迁移学习:如何将预训练CNN当成特征提取器

作者: AI研习社 | 来源:发表于2018-11-23 11:05 被阅读9次

    本文为 AI 研习社编译的技术博客,原标题 :

    Transfer Leaning: How a Pre-Trained CNN could be used as a Feature Extractor

    作者 |Rakesh Thoppaen

    翻译 | Disillusion

    校对 | 酱番梨        整理 | 菠萝妹

    原文链接:

    https://medium.com/@Rakesh.thoppaen/transfer-leaning-3f5f89a40011

    迁移学习:如何将预训练CNN当成特征提取器

    目标:学习如何使用预训练网络对完全不同的数据集进行分类

    迁移学习涉及到使用一个特定数据集上训练的模型

    然后将其应用到另一个数据集上

    使用预训练好的模型作为“捷径”,从其没有训练过的数据中学习模式的能力。  

    深度学习的魅力在于预训练好的模型能够对完全不同的数据集进行分类。这种能力内用了这些深度神经网络结构(在ImageNet数据集上进行过训练)的预训练权重并把其应用在我们自己的数据集上。

    在产业中能用到的预训练模型如下:

    Xception

    VGG16

    VGG19

    ResNet50

    InceptionV3

    InceptionResNetV2

    MobileNet

    //这些预训练模型是keras的一部分。

    一些流行的现有深度学习框架包括:Tensorflow, Theano, Caffe, Pytorch, CNTK, MXNet, Torch, deeplearning4j, Caffe2 。

     Keras

    Keras 是一种高层API,Keras由Python编写而成并能够在TensorFlow、Theano以及CNTK上运行。Keras提供了一种简单及模块化的API去创建和训练神经网络,省去了大部分复杂的细节。这让你入门深度学习变得非常简单。
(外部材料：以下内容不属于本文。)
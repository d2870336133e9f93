//! Ingestion worker: job queue, worker pool, and the processing pipeline.

pub mod pipeline;
pub mod queue;
pub mod scratch;

pub use pipeline::IngestPipeline;
pub use queue::{JobQueue, MemoryJobQueue, PgJobQueue, WorkerPool};
pub use scratch::ScratchDir;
    Keras用到了一些以Theano、TensorFlow为后端的深度学习函数库。同时,这些函数库通过一些更低层次的函数库与硬件进行沟通。例如,如果你在CPU上运行程序,Tensorflow或者Theano应用BLAS函数库。另一方面,当你在GPU上运行程序时,它们则会应用CUDA和cuDNN函数库。

    如果你正在建立一个新系统,你可能会想看一下这篇文章。

    Keras提供了一种让训练和评估模型变得极其简单的工作流程。详见下图:

        Keras Workflow

     通过特征提取进行迁移学习案例:花的分类

    步骤0:排列数据——训练/测试和配置文件

    我们将使用来自牛津大学的FLOWERS17数据集,从这里下载数据集。你可以选择任何数据并使用以下代码执行分类。将标注好的训练数据和测试数据放在dataset文件夹中。

    Folder Structure

    保存下列json代码并命名为conf.json在上图的conf文件夹中。

    对“model”, “feature_path”, “label_path”, ”results” 依据你将要选择的网络进行修改。在下述案例种,我使用了mobilenet预训练网络。
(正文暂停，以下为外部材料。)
//! Text extraction per file format.

mod ooxml;
mod pdf;
mod sheet;

pub(crate) use ooxml::pptx_slide_count;
pub(crate) use pdf::embedded_page_images;
#[cfg(test)]
pub(crate) use sheet::workbook_bytes;

use std::path::{Path, PathBuf};
use std::sync::Arc;

use thiserror::Error;
use tokio::task;

use paperdock_core::models::FileType;

use crate::ocr::OcrEngine;

#[derive(Debug, Error)]
pub enum ExtractionError {
    #[error("failed to read source file: {0}")]
    Io(#[from] std::io::Error),

    #[error("failed to parse {format} content: {reason}")]
    Parse { format: FileType, reason: String },

    #[error("document contains no extractable text")]
    NoText,
}

impl ExtractionError {
    pub(crate) fn parse(format: FileType, err: impl std::fmt::Display) -> Self {
        Self::Parse {
            format,
            reason: err.to_string(),
        }
    }
}

/// How the text was obtained, recorded in the document metadata bag.
#[derive(Debug, Clone, Copy, PartialEq, Eq)]
pub enum ExtractionMethod {
    PdfTextLayer,
    PdfOcr,
    DocxXml,
    PptxPlaceholder,
    XlsxSheets,
    CsvRaw,
}

impl ExtractionMethod {
    pub fn as_str(&self) -> &'static str {
        match self {
            ExtractionMethod::PdfTextLayer => "pdf-text-layer",
            ExtractionMethod::PdfOcr => "pdf-ocr",
            ExtractionMethod::DocxXml => "docx-xml",
            ExtractionMethod::PptxPlaceholder => "pptx-placeholder",
            ExtractionMethod::XlsxSheets => "xlsx-sheets",
            ExtractionMethod::CsvRaw => "csv-raw",
        }
    }
}

impl std::fmt::Display for ExtractionMethod {
    fn fmt(&self, f: &mut std::fmt::Formatter<'_>) -> std::fmt::Result {
        f.write_str(self.as_str())
    }
}

/// Extracted text together with its provenance.
#[derive(Debug, Clone)]
pub struct Extraction {
    pub text: String,
    pub method: ExtractionMethod,
}

/// Extracts plain text from a downloaded document.
///
/// PDFs with a sparse text layer (scans) fall back to OCR over the embedded
/// page images when an [`OcrEngine`] is configured. Whitespace-only output is
/// reported as [`ExtractionError::NoText`] rather than silently passed on.
pub struct ContentExtractor {
    ocr: Option<Arc<dyn OcrEngine>>,
    ocr_max_pages: usize,
}

impl ContentExtractor {
    pub fn new(ocr: Option<Arc<dyn OcrEngine>>, ocr_max_pages: usize) -> Self {
        Self { ocr, ocr_max_pages }
    }

    pub async fn extract(
        &self,
        path: &Path,
        file_type: FileType,
    ) -> Result<Extraction, ExtractionError> {
        let (text, method) = match file_type {
            FileType::Pdf => {
                pdf::extract_pdf(path, self.ocr.as_deref(), self.ocr_max_pages).await?
            }
            FileType::Docx => (
                run_blocking(path, ooxml::extract_docx).await?,
                ExtractionMethod::DocxXml,
            ),
            FileType::Pptx => (
                run_blocking(path, ooxml::extract_pptx).await?,
                ExtractionMethod::PptxPlaceholder,
            ),
            FileType::Xlsx => (
                run_blocking(path, sheet::extract_xlsx).await?,
                ExtractionMethod::XlsxSheets,
            ),
            FileType::Csv => (
                tokio::fs::read_to_string(path).await?,
                ExtractionMethod::CsvRaw,
            ),
        };

        if text.trim().is_empty() {
            return Err(ExtractionError::NoText);
        }
        Ok(Extraction { text, method })
    }
}

async fn run_blocking<F>(path: &Path, f: F) -> Result<String, ExtractionError>
where
    F: FnOnce(&Path) -> Result<String, ExtractionError> + Send + 'static,
{
    let path: PathBuf = path.to_owned();
    task::spawn_blocking(move || f(&path))
        .await
        .map_err(|e| ExtractionError::Io(std::io::Error::other(e)))?
}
    “num_classes”表示你数据集中类的数量。

    {

    "model" : "mobilenet",

    "weights" : "imagenet",

    "include_top" : false,

    "train_path" : "dataset/train",

    "test_path" : "dataset/test",

    "features_path" : "output/flowers_17/mobilenet/features.h5",

    "labels_path" : "output/flowers_17/mobilenet/labels.h5",

    "results" : "output/flowers_17/mobilenet/results.txt",

    "classifier_path" : "output/flowers_17/mobilenet/classifier.pickle",

    "model_path" : "output/flowers_17/mobilenet/model",

    "test_size" : 0.10,

    "seed" : 9,

    "num_classes" : 17

    }

    类似的,如果你想用只有4个类的inceptionV3而不是mobilenet,使用以下json代码。

    {

    “model” : “inceptionv3”,

    “weights” : “imagenet”,

    “include_top” : false,

    “train_path” : “dataset/train”,

    “test_path” : “dataset/test”,

    “features_path” : “output/flowers_17/inceptionv3/features.h5”,

    “labels_path” : “output/flowers_17/inceptionv3/labels.h5”,

    “results” : “output/flowers_17/inceptionv3/results.txt”,

    “classifier_path” : “output/flowers_17/inceptionv3/classifier.pickle”,

    “model_path” : “output/flowers_17/inceptionv3/model”,

    “test_size” : 0.10,

    “seed” : 9,

    “num_classes” : 4

    }

    步骤1:特征提取

    # filter warnings

    import warnings

    warnings.simplefilter(action="ignore", category=FutureWarning)

    # keras imports

    from keras.applications.vgg16 import VGG16, preprocess_input

    from keras.applications.vgg19 import VGG19, preprocess_input

    from keras.applications.xception import Xception, preprocess_input

    from keras.applications.resnet50 import ResNet50, preprocess_input

    from keras.applications.inception_resnet_v2 import InceptionResNetV2, preprocess_input

    from keras.applications.mobilenet import MobileNet, preprocess_input

    from keras.applications.inception_v3 import InceptionV3, preprocess_input

    from keras.preprocessing import image

    from keras.models import Model

    from keras.models import model_from_json

    from keras.layers import Input

    # other imports

    from sklearn.preprocessing import LabelEncoder

    import numpy as np

    import glob

    import cv2

    import h5py

    import os

    import json

    import datetime

    import time

    # load the user configs

    with open('conf/conf.json') as f:

    config = json.load(f)

    # config variables

    model_name   = config["model"]

    weights   = config["weights"]

    include_top  = config["include_top"]

    train_path   = config["train_path"]

    features_path  = config["features_path"]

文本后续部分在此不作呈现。